Stored items:
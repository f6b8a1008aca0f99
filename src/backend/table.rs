use crate::error::{LiqueurError, Result};
use crate::measure::Family;

/// Inputs this close outside the tabulated span snap to the edge row.
const EDGE_TOLERANCE: f64 = 1e-9;

// ── Columns and rows ────────────────────────────────────────────────

/// A column of a reference table.
#[derive(Debug, Clone, Copy, PartialEq, Eq, Hash)]
pub enum Column {
    /// Solution density, g/mL
    Density,
    /// Solute mass ÷ solution mass
    MassFraction,
    /// Solute mass ÷ solution volume, g/mL
    MassConcentration,
    /// Solute volume ÷ solution volume
    VolumeFraction,
}

impl Column {
    pub const ALL: [Column; 4] = [
        Column::Density,
        Column::MassFraction,
        Column::MassConcentration,
        Column::VolumeFraction,
    ];
}

/// One tabulated state of a binary solution.
#[derive(Debug, Clone, Copy, PartialEq)]
pub struct Row {
    pub density: f64,
    pub mass_fraction: f64,
    pub mass_concentration: f64,
    pub volume_fraction: f64,
}

impl Row {
    pub const fn new(
        density: f64,
        mass_fraction: f64,
        mass_concentration: f64,
        volume_fraction: f64,
    ) -> Self {
        Self { density, mass_fraction, mass_concentration, volume_fraction }
    }

    pub fn get(&self, column: Column) -> f64 {
        match column {
            Column::Density => self.density,
            Column::MassFraction => self.mass_fraction,
            Column::MassConcentration => self.mass_concentration,
            Column::VolumeFraction => self.volume_fraction,
        }
    }
}

// ── Table ───────────────────────────────────────────────────────────

/// Reference table for one family, rows sorted by ascending density.
///
/// Every column is strictly monotonic along the rows, either increasing
/// or decreasing, so any column can serve as the lookup key.
#[derive(Debug)]
pub struct Table {
    family: Family,
    rows: &'static [Row],
}

impl Table {
    pub const fn new(family: Family, rows: &'static [Row]) -> Self {
        Self { family, rows }
    }

    pub fn family(&self) -> Family {
        self.family
    }

    pub fn rows(&self) -> &'static [Row] {
        self.rows
    }

    /// `true` when `column` decreases along the row order.
    pub fn is_descending(&self, column: Column) -> bool {
        match (self.rows.first(), self.rows.last()) {
            (Some(first), Some(last)) => first.get(column) > last.get(column),
            _ => false,
        }
    }

    /// `true` when `column` is strictly monotonic along the rows.
    pub fn is_monotonic(&self, column: Column) -> bool {
        let descending = self.is_descending(column);
        self.rows.windows(2).all(|w| {
            let (a, b) = (w[0].get(column), w[1].get(column));
            if descending { a > b } else { a < b }
        })
    }

    /// Smallest and largest tabulated value of `column`.
    pub fn span(&self, column: Column) -> (f64, f64) {
        self.rows.iter().map(|r| r.get(column)).fold(
            (f64::INFINITY, f64::NEG_INFINITY),
            |(lo, hi), v| (lo.min(v), hi.max(v)),
        )
    }

    /// Linear interpolation of `to` at `x` in the `from` column.
    ///
    /// `inverse` must be set when `from` decreases along the row order
    /// (see [`is_descending`](Self::is_descending)).  Inputs outside the
    /// tabulated span fail with [`LiqueurError::OutOfRange`]; nothing is
    /// extrapolated.
    pub fn lookup(&self, x: f64, from: Column, to: Column, inverse: bool) -> Result<f64> {
        let (lo, hi) = self.span(from);
        if !(x >= lo - EDGE_TOLERANCE && x <= hi + EDGE_TOLERANCE) {
            return Err(LiqueurError::OutOfRange(x));
        }
        let x = x.clamp(lo, hi);

        for w in self.rows.windows(2) {
            let (x_lo, x_hi) = (w[0].get(from), w[1].get(from));
            let inside = if inverse {
                x <= x_lo && x >= x_hi
            } else {
                x >= x_lo && x <= x_hi
            };
            if !inside {
                continue;
            }
            let (y_lo, y_hi) = (w[0].get(to), w[1].get(to));
            if x == x_lo || x_hi == x_lo {
                return Ok(y_lo);
            }
            if x == x_hi {
                return Ok(y_hi);
            }
            let y = y_lo + (y_hi - y_lo) * (x - x_lo) / (x_hi - x_lo);
            // Never step past the bracketing rows through rounding.
            return Ok(y.clamp(y_lo.min(y_hi), y_lo.max(y_hi)));
        }

        // Direction flag disagrees with the column.
        Err(LiqueurError::OutOfRange(x))
    }
}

## TO DO
Each record needs to be duplicated exactly.

## EXERCISE RESPONSE
repository f6b8a1008aca0f99
filename src/backend/table.rs
use crate::error::{LiqueurError, Result};
use crate::measure::Family;

/// Inputs this close outside the tabulated span snap to the edge row.
const EDGE_TOLERANCE: f64 = 1e-9;

// ── Columns and rows ────────────────────────────────────────────────

/// A column of a reference table.
#[derive(Debug, Clone, Copy, PartialEq, Eq, Hash)]
pub enum Column {
    /// Solution density, g/mL
    Density,
    /// Solute mass ÷ solution mass
    MassFraction,
    /// Solute mass ÷ solution volume, g/mL
    MassConcentration,
    /// Solute volume ÷ solution volume
    VolumeFraction,
}

impl Column {
    pub const ALL: [Column; 4] = [
        Column::Density,
        Column::MassFraction,
        Column::MassConcentration,
        Column::VolumeFraction,
    ];
}

/// One tabulated state of a binary solution.
#[derive(Debug, Clone, Copy, PartialEq)]
pub struct Row {
    pub density: f64,
    pub mass_fraction: f64,
    pub mass_concentration: f64,
    pub volume_fraction: f64,
}

impl Row {
    pub const fn new(
        density: f64,
        mass_fraction: f64,
        mass_concentration: f64,
        volume_fraction: f64,
    ) -> Self {
        Self { density, mass_fraction, mass_concentration, volume_fraction }
    }

    pub fn get(&self, column: Column) -> f64 {
        match column {
            Column::Density => self.density,
            Column::MassFraction => self.mass_fraction,
            Column::MassConcentration => self.mass_concentration,
            Column::VolumeFraction => self.volume_fraction,
        }
    }
}

// ── Table ───────────────────────────────────────────────────────────

/// Reference table for one family, rows sorted by ascending density.
///
/// Every column is strictly monotonic along the rows, either increasing
/// or decreasing, so any column can serve as the lookup key.
#[derive(Debug)]
pub struct Table {
    family: Family,
    rows: &'static [Row],
}

impl Table {
    pub const fn new(family: Family, rows: &'static [Row]) -> Self {
        Self { family, rows }
    }

    pub fn family(&self) -> Family {
        self.family
    }

    pub fn rows(&self) -> &'static [Row] {
        self.rows
    }

    /// `true` when `column` decreases along the row order.
    pub fn is_descending(&self, column: Column) -> bool {
        match (self.rows.first(), self.rows.last()) {
            (Some(first), Some(last)) => first.get(column) > last.get(column),
            _ => false,
        }
    }

    /// `true` when `column` is strictly monotonic along the rows.
    pub fn is_monotonic(&self, column: Column) -> bool {
        let descending = self.is_descending(column);
        self.rows.windows(2).all(|w| {
            let (a, b) = (w[0].get(column), w[1].get(column));
            if descending { a > b } else { a < b }
        })
    }

    /// Smallest and largest tabulated value of `column`.
    pub fn span(&self, column: Column) -> (f64, f64) {
        self.rows.iter().map(|r| r.get(column)).fold(
            (f64::INFINITY, f64::NEG_INFINITY),
            |(lo, hi), v| (lo.min(v), hi.max(v)),
        )
    }

    /// Linear interpolation of `to` at `x` in the `from` column.
    ///
    /// `inverse` must be set when `from` decreases along the row order
    /// (see [`is_descending`](Self::is_descending)).  Inputs outside the
    /// tabulated span fail with [`LiqueurError::OutOfRange`]; nothing is
    /// extrapolated.
    pub fn lookup(&self, x: f64, from: Column, to: Column, inverse: bool) -> Result<f64> {
        let (lo, hi) = self.span(from);
        if !(x >= lo - EDGE_TOLERANCE && x <= hi + EDGE_TOLERANCE) {
            return Err(LiqueurError::OutOfRange(x));
        }
        let x = x.clamp(lo, hi);

        for w in self.rows.windows(2) {
            let (x_lo, x_hi) = (w[0].get(from), w[1].get(from));
            let inside = if inverse {
                x <= x_lo && x >= x_hi
            } else {
                x >= x_lo && x <= x_hi
            };
            if !inside {
                continue;
            }
            let (y_lo, y_hi) = (w[0].get(to), w[1].get(to));
            if x == x_lo || x_hi == x_lo {
                return Ok(y_lo);
            }
            if x == x_hi {
                return Ok(y_hi);
            }
            let y = y_lo + (y_hi - y_lo) * (x - x_lo) / (x_hi - x_lo);
            // Never step past the bracketing rows through rounding.
            return Ok(y.clamp(y_lo.min(y_hi), y_lo.max(y_hi)));
        }

        // Direction flag disagrees with the column.
        Err(LiqueurError::OutOfRange(x))
    }
}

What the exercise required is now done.